▶ [YOUR GOAL]
Each line of the material below that holds the word "scores" needs to be copied.

+++ RECORDS SHOWN +++

//! Caller-side reply policy
//!
//! The retrieval engine always returns its best match. Whether a weak
//! match should be shown is a presentation decision, so the confidence
//! cutoff and the fallback message live here instead.

use serde::{Deserialize, Serialize};

use crate::embedding::Encoder;
use crate::errors::Result;
use crate::retrieval::{QueryResult, RetrievalEngine};

pub const DEFAULT_FALLBACK_MESSAGE: &str = "I'm sorry, I can only answer questions covered by my \
current knowledge base. Could you rephrase or ask about one of those topics?";

/// What the caller shows for a question
#[derive(Debug, Clone, PartialEq, Serialize, Deserialize)]
pub struct Reply {
    pub answer: String,
    pub score: f32,
    /// False when the fallback message replaced a below-cutoff match
    pub matched: bool,
    /// Stored question behind the answer (present even for fallbacks)
    pub question: String,
}

/// Wraps a retrieval engine with an optional minimum confidence
pub struct Responder<E: Encoder> {
    engine: RetrievalEngine<E>,
    min_confidence: Option<f32>,
    fallback_message: String,
}

impl<E: Encoder> Responder<E> {
    pub fn new(engine: RetrievalEngine<E>) -> Self {
        Self {
            engine,
            min_confidence: None,
            fallback_message: DEFAULT_FALLBACK_MESSAGE.to_string(),
        }
    }

    pub fn with_min_confidence(mut self, min_confidence: Option<f32>) -> Self {
        self.min_confidence = min_confidence;
        self
    }

    pub fn with_fallback_message(mut self, message: impl Into<String>) -> Self {
        self.fallback_message = message.into();
        self
    }

    pub fn engine(&self) -> &RetrievalEngine<E> {
        &self.engine
    }

    pub fn min_confidence(&self) -> Option<f32> {
        self.min_confidence
    }

    /// Answer `question`, substituting the fallback below the cutoff
    pub fn reply(&self, question: &str) -> Result<Reply> {
        let result = self.engine.answer(question)?;
        Ok(self.apply_policy(result))
    }

    fn apply_policy(&self, result: QueryResult) -> Reply {
        let confident = self.min_confidence.map_or(true, |min| result.score >= min);
        if !confident {
            tracing::info!(
                score = result.score,
                min_confidence = ?self.min_confidence,
                "Best match below confidence cutoff; using fallback"
            );
        }

        Reply {
            answer: if confident {
                result.answer
            } else {
                self.fallback_message.clone()
            },
            score: result.score,
            matched: confident,
            question: result.question,
        }
    }
}
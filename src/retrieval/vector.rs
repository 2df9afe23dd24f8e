//! Vector helpers for cosine scoring

/// Scale `v` to unit length in place. Zero vectors stay zero.
///
/// Components are divided by the largest magnitude first so squaring
/// cannot overflow for large finite inputs.
pub fn normalize(v: &mut [f32]) {
    let scale = v.iter().fold(0.0f32, |m, x| m.max(x.abs()));
    if scale == 0.0 || !scale.is_finite() {
        return;
    }
    let norm = v.iter().map(|x| (x / scale) * (x / scale)).sum::<f32>().sqrt();
    if !norm.is_finite() {
        return;
    }
    for x in v.iter_mut() {
        *x = *x / scale / norm;
    }
}

/// Dot product; equals cosine similarity for unit vectors
pub fn dot(a: &[f32], b: &[f32]) -> f32 {
    a.iter().zip(b.iter()).map(|(x, y)| x * y).sum()
}

/// Index and value of the maximum score.
///
/// The lowest index wins exact ties. NaN never wins. Returns `None` for
/// an empty slice or one with only NaN.
pub fn best_match(scores: &[f32]) -> Option<(usize, f32)> {
    let mut best: Option<(usize, f32)> = None;
    for (i, &score) in scores.iter().enumerate() {
        if score.is_nan() {
            continue;
        }
        match best {
            Some((_, top)) if score <= top => {}
            _ => best = Some((i, score)),
        }
    }
    best
}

+++

▶ [RESULT OF THE TASK]
pub fn best_match(scores: &[f32]) -> Option<(usize, f32)> {
    for (i, &score) in scores.iter().enumerate() {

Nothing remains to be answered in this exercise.